I think it's premature for Politico to say the ad "backfired" since, you know, the election hasn't happened yet, but Posner's point about Factcheck missing the forest for the trees is correct. The truth is that Webster does adhere to the view that women should submit to their husbands.

Now perhaps it's considered quaint for "exceptional" good Americans to hold pre-modern views like that while it's weird and creepy for evil Afghan Muslims, but it's fairly hard for me, as a secular feminist, to see much difference between them --- or frankly care about the nuances. The delicacy people have toward using the word "Taliban" strikes me as a sort of self-defeating PC that once again takes religion --- like patriotism --- off the menu for criticism.
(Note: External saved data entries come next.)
// src/pipeline/record.rs

use serde::Serialize;
use serde_json::Value;

use super::schema;

/// One expense entry within a report. The amount stays a raw JSON value
/// until flattening, where coercion failure is defined to surface.
#[derive(Debug, Clone)]
pub struct LineItem {
    pub name: String,
    pub amount: Value,
}

/// The structured result of interpreting one expense-form image,
/// projected from the model payload after schema validation passed.
#[derive(Debug, Clone)]
pub struct ExtractionRecord {
    pub document_id: String,
    pub date: String,
    pub submitter: String,
    pub department: String,
    pub line_items: Vec<LineItem>,
    pub total_amount: Value,
}

/// One exportable table row: header fields repeated per line item.
#[derive(Debug, Clone, PartialEq, Serialize)]
pub struct FlatRow {
    pub document_id: String,
    /// Normalized to `YYYY-MM-DD` where the source date was parseable.
    pub date: String,
    pub submitter: String,
    pub department: String,
    pub item_name: String,
    pub item_amount: f64,
    pub total_amount: f64,
}

impl ExtractionRecord {
    /// Project a validated payload into the typed record.
    ///
    /// Callers must run the schema validator first; `None` here means the
    /// payload did not have the validated shape after all.
    pub(crate) fn from_payload(payload: &Value) -> Option<Self> {
        let obj = payload.as_object()?;
        let items = obj
            .get(schema::KEY_LINE_ITEMS)?
            .as_array()?
            .iter()
            .map(|item| {
                let fields = item.as_object()?;
                Some(LineItem {
                    name: display_string(fields.get(schema::KEY_ITEM_NAME)?),
                    amount: fields.get(schema::KEY_ITEM_AMOUNT)?.clone(),
                })
            })
            .collect::<Option<Vec<_>>>()?;

        Some(Self {
            document_id: display_string(obj.get(schema::KEY_DOCUMENT_ID)?),
            date: display_string(obj.get(schema::KEY_DATE)?),
            submitter: display_string(obj.get(schema::KEY_SUBMITTER)?),
            department: display_string(obj.get(schema::KEY_DEPARTMENT)?),
            line_items: items,
            total_amount: obj.get(schema::KEY_TOTAL_AMOUNT)?.clone(),
        })
    }
}

/// Render a scalar payload value as display text. Strings pass through
/// unquoted; anything else falls back to its JSON rendering, so a numeric
/// document id still exports as `1024` rather than failing.
pub(crate) fn display_string(value: &Value) -> String {
    match value {
        Value::String(s) => s.clone(),
        other => other.to_string(),
    }
}

/// Coerce a payload amount to a number. JSON numbers pass through;
/// strings get a trimmed parse. Everything else is non-coercible.
pub(crate) fn coerce_amount(value: &Value) -> Option<f64> {
    match value {
        Value::Number(n) => n.as_f64(),
        Value::String(s) => s.trim().parse().ok(),
        _ => None,
    }
}
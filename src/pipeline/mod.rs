// src/pipeline/mod.rs
//
// The validation and normalization core: raw model text in, flat
// exportable rows (or a typed failure) out. Pure and stateless; each
// call operates on one self-contained text blob, so concurrent
// invocations need no coordination.

pub mod dates;
pub mod flatten;
pub mod parser;
pub mod record;
pub mod schema;

pub use flatten::flatten;
pub use parser::ParseError;
pub use record::{ExtractionRecord, FlatRow, LineItem};
pub use schema::ValidationPolicy;

/// Failure of the extraction pipeline for one form.
///
/// Display strings are shown to the operator as-is ("recognition
/// failed: ..."), so they carry enough detail to act on.
#[derive(Debug, thiserror::Error)]
pub enum PipelineError {
    #[error("could not recognize structured data: {0}")]
    Unrecognized(#[from] ParseError),

    #[error("extraction result does not have the expected shape")]
    InvalidShape,

    #[error("line item could not be exported: {0}")]
    BadLineItem(String),
}

/// Parse and validate one raw model response into a typed record.
pub fn recognize(
    raw_model_text: &str,
    policy: &ValidationPolicy,
) -> Result<ExtractionRecord, PipelineError> {
    let payload = parser::parse(raw_model_text)?;
    if !schema::validate(&payload, policy) {
        return Err(PipelineError::InvalidShape);
    }
    // Validation just passed, so a failed projection is the same outcome.
    ExtractionRecord::from_payload(&payload).ok_or(PipelineError::InvalidShape)
}

/// Full pipeline: raw model text to ordered flat rows.
pub fn process(
    raw_model_text: &str,
    policy: &ValidationPolicy,
) -> Result<Vec<FlatRow>, PipelineError> {
    let record = recognize(raw_model_text, policy)?;
    flatten(&record)
}
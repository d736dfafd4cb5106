// src/pipeline/dates.rs

use chrono::NaiveDate;
use tracing::warn;

/// Formats a human (or a model reading a human's handwriting) may have
/// used on the form, tried in this order.
const DATE_FORMATS: [&str; 4] = ["%Y年%m月%d日", "%Y-%m-%d", "%Y/%m/%d", "%Y.%m.%d"];

/// Normalize a free-form date string to `YYYY-MM-DD`.
///
/// Fail-open: when none of the known formats parse, the original string
/// is returned verbatim — export must never block on an unparseable date.
pub fn normalize(date_str: &str) -> String {
    for format in DATE_FORMATS {
        if let Ok(date) = NaiveDate::parse_from_str(date_str, format) {
            return date.format("%Y-%m-%d").to_string();
        }
    }
    warn!(date = %date_str, "unrecognized date format, keeping original value");
    date_str.to_string()
}
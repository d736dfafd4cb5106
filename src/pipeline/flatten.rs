// src/pipeline/flatten.rs

use super::PipelineError;
use super::dates;
use super::record::{ExtractionRecord, FlatRow, coerce_amount};

/// Expand one record into one flat row per line item, in original order.
///
/// Header fields are repeated on every row, the date is normalized on the
/// way through, and both amounts are coerced to numbers. A single
/// non-coercible amount fails the whole record; no partial rows are
/// emitted. Zero line items yield zero rows with the header fields
/// dropped silently (a documented non-goal, not a bug).
pub fn flatten(record: &ExtractionRecord) -> Result<Vec<FlatRow>, PipelineError> {
    let total_amount = coerce_amount(&record.total_amount).ok_or_else(|| {
        PipelineError::BadLineItem(format!("total amount is not numeric: {}", record.total_amount))
    })?;
    let date = dates::normalize(&record.date);

    record
        .line_items
        .iter()
        .map(|item| {
            let item_amount = coerce_amount(&item.amount).ok_or_else(|| {
                PipelineError::BadLineItem(format!(
                    "amount for item '{}' is not numeric: {}",
                    item.name, item.amount
                ))
            })?;
            Ok(FlatRow {
                document_id: record.document_id.clone(),
                date: date.clone(),
                submitter: record.submitter.clone(),
                department: record.department.clone(),
                item_name: item.name.clone(),
                item_amount,
                total_amount,
            })
        })
        .collect()
}

#[cfg(test)]
mod tests {
    use super::*;
    use crate::pipeline::record::LineItem;
    use serde_json::json;

    fn record(items: Vec<LineItem>) -> ExtractionRecord {
        ExtractionRecord {
            document_id: "A001".into(),
            date: "2024年5月1日".into(),
            submitter: "张三".into(),
            department: "财务部".into(),
            line_items: items,
            total_amount: json!(42.5),
        }
    }

    fn item(name: &str, amount: serde_json::Value) -> LineItem {
        LineItem {
            name: name.into(),
            amount,
        }
    }

    #[test]
    fn one_row_per_line_item() {
        let rec = record(vec![item("打印", json!(12.5)), item("交通", json!(30))]);
        let rows = flatten(&rec).unwrap();
        assert_eq!(rows.len(), rec.line_items.len());
        assert_eq!(rows[0].item_name, "打印");
        assert_eq!(rows[1].item_name, "交通");
    }

    #[test]
    fn header_fields_repeat_per_row() {
        let rec = record(vec![item("打印", json!(12.5)), item("交通", json!(30))]);
        let rows = flatten(&rec).unwrap();
        for row in &rows {
            assert_eq!(row.document_id, "A001");
            assert_eq!(row.date, "2024-05-01");
            assert_eq!(row.submitter, "张三");
            assert_eq!(row.department, "财务部");
            assert_eq!(row.total_amount, 42.5);
        }
    }

    #[test]
    fn zero_items_zero_rows() {
        let rows = flatten(&record(vec![])).unwrap();
        assert!(rows.is_empty());
    }

    #[test]
    fn string_amounts_coerce() {
        let rec = record(vec![item("交通", json!("30"))]);
        let rows = flatten(&rec).unwrap();
        assert_eq!(rows[0].item_amount, 30.0);
    }

    #[test]
    fn bad_item_amount_is_fatal() {
        let rec = record(vec![item("打印", json!(12.5)), item("交通", json!("约30元"))]);
        let err = flatten(&rec).unwrap_err();
        assert!(matches!(err, PipelineError::BadLineItem(_)));
    }

    #[test]
    fn bad_total_is_fatal() {
        let mut rec = record(vec![item("打印", json!(12.5))]);
        rec.total_amount = json!(null);
        let err = flatten(&rec).unwrap_err();
        assert!(matches!(err, PipelineError::BadLineItem(_)));
    }

    #[test]
    fn unparseable_date_passes_through() {
        let mut rec = record(vec![item("打印", json!(12.5))]);
        rec.date = "not-a-date".into();
        let rows = flatten(&rec).unwrap();
        assert_eq!(rows[0].date, "not-a-date");
    }
}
What I hear most often about all this is that it's wrong to call fellow Americans the same thing we call "the enemy." But these people make it clear every day that they certainly consider secular, liberal feminists like me the enemy and they make no bones about it. Being as I'm not a follower of Jesus, the whole "turn the other cheek" thing doesn't really resonate with me.

I believe people who hold beliefs like Daniel Webster to be unfit for public office. They do not believe in the separation of church and state and if elected they will work to make Dominionist laws. Yes, he has a right to hold his views and he has a right to run. But he doesn't have a right to expect people to be polite and deferential about his extreme fundamentalist views.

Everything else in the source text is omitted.